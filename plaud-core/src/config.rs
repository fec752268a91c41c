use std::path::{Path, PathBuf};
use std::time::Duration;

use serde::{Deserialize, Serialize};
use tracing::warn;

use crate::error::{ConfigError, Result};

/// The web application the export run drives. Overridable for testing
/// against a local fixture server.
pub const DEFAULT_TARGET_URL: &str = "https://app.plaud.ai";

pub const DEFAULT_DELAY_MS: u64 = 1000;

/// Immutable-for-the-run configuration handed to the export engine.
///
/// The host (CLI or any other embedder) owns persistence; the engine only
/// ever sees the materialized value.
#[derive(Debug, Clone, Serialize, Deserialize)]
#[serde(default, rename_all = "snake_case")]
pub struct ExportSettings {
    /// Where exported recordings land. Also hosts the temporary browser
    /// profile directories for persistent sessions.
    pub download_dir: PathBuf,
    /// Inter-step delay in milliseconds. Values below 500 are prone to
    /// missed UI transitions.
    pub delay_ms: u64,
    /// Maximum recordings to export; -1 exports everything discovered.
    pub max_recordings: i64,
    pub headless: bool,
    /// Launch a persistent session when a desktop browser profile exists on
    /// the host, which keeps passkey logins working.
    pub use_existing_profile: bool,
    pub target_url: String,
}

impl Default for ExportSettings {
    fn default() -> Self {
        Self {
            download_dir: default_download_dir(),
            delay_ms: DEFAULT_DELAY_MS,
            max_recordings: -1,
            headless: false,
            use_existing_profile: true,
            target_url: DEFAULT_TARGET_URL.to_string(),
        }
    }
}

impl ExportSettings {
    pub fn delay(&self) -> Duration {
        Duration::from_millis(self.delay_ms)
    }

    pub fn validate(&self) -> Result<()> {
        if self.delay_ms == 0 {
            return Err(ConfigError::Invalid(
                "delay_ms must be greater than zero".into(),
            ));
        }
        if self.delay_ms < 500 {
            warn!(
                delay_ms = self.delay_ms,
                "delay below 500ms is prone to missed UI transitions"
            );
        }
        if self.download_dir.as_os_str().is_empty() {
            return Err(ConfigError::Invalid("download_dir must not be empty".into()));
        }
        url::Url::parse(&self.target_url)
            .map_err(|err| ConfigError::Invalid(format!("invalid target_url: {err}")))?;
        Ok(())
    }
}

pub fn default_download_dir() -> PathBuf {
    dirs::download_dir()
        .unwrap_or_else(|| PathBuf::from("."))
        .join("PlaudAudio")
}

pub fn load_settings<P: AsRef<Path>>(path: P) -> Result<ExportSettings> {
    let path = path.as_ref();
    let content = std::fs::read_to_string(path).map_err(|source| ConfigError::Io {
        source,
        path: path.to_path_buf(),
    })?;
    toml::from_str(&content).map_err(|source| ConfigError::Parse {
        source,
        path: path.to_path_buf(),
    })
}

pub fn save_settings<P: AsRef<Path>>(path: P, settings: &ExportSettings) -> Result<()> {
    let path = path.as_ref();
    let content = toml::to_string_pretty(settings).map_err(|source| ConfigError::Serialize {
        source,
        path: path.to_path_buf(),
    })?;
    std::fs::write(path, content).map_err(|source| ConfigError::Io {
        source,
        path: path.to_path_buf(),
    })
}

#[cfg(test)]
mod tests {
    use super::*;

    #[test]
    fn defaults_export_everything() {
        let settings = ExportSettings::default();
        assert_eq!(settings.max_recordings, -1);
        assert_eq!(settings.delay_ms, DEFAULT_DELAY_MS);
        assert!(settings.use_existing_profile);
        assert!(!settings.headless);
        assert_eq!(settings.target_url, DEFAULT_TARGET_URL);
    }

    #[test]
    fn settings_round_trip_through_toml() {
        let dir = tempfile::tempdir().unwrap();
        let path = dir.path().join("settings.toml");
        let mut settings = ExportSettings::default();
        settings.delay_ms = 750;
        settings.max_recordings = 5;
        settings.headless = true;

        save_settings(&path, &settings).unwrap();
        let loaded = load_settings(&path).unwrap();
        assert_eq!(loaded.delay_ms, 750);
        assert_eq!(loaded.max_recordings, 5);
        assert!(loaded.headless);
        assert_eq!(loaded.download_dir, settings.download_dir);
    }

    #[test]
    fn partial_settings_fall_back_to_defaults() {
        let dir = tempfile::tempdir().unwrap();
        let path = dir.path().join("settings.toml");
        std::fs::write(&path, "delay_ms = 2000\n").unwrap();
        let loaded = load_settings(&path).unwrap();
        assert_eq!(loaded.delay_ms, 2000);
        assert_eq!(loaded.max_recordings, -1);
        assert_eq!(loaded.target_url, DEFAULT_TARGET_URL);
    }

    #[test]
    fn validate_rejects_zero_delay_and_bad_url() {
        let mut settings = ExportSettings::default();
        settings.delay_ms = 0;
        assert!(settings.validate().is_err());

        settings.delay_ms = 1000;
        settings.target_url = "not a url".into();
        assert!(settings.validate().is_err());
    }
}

[PROBLEM REQUIREMENTS]: When you reach the line that contains "settings.delay_ms = 750;" in the material above, please copy it and every line after it exactly, stopping only at the last line.

[PROBLEM SOLUTION]:
        settings.delay_ms = 750;
        settings.max_recordings = 5;
        settings.headless = true;

        save_settings(&path, &settings).unwrap();
        let loaded = load_settings(&path).unwrap();
        assert_eq!(loaded.delay_ms, 750);
        assert_eq!(loaded.max_recordings, 5);
        assert!(loaded.headless);
        assert_eq!(loaded.download_dir, settings.download_dir);
    }

    #[test]
    fn partial_settings_fall_back_to_defaults() {
        let dir = tempfile::tempdir().unwrap();
        let path = dir.path().join("settings.toml");
        std::fs::write(&path, "delay_ms = 2000\n").unwrap();
        let loaded = load_settings(&path).unwrap();
        assert_eq!(loaded.delay_ms, 2000);
        assert_eq!(loaded.max_recordings, -1);
        assert_eq!(loaded.target_url, DEFAULT_TARGET_URL);
    }

    #[test]
    fn validate_rejects_zero_delay_and_bad_url() {
        let mut settings = ExportSettings::default();
        settings.delay_ms = 0;
        assert!(settings.validate().is_err());

        settings.delay_ms = 1000;
        settings.target_url = "not a url".into();
        assert!(settings.validate().is_err());
    }
}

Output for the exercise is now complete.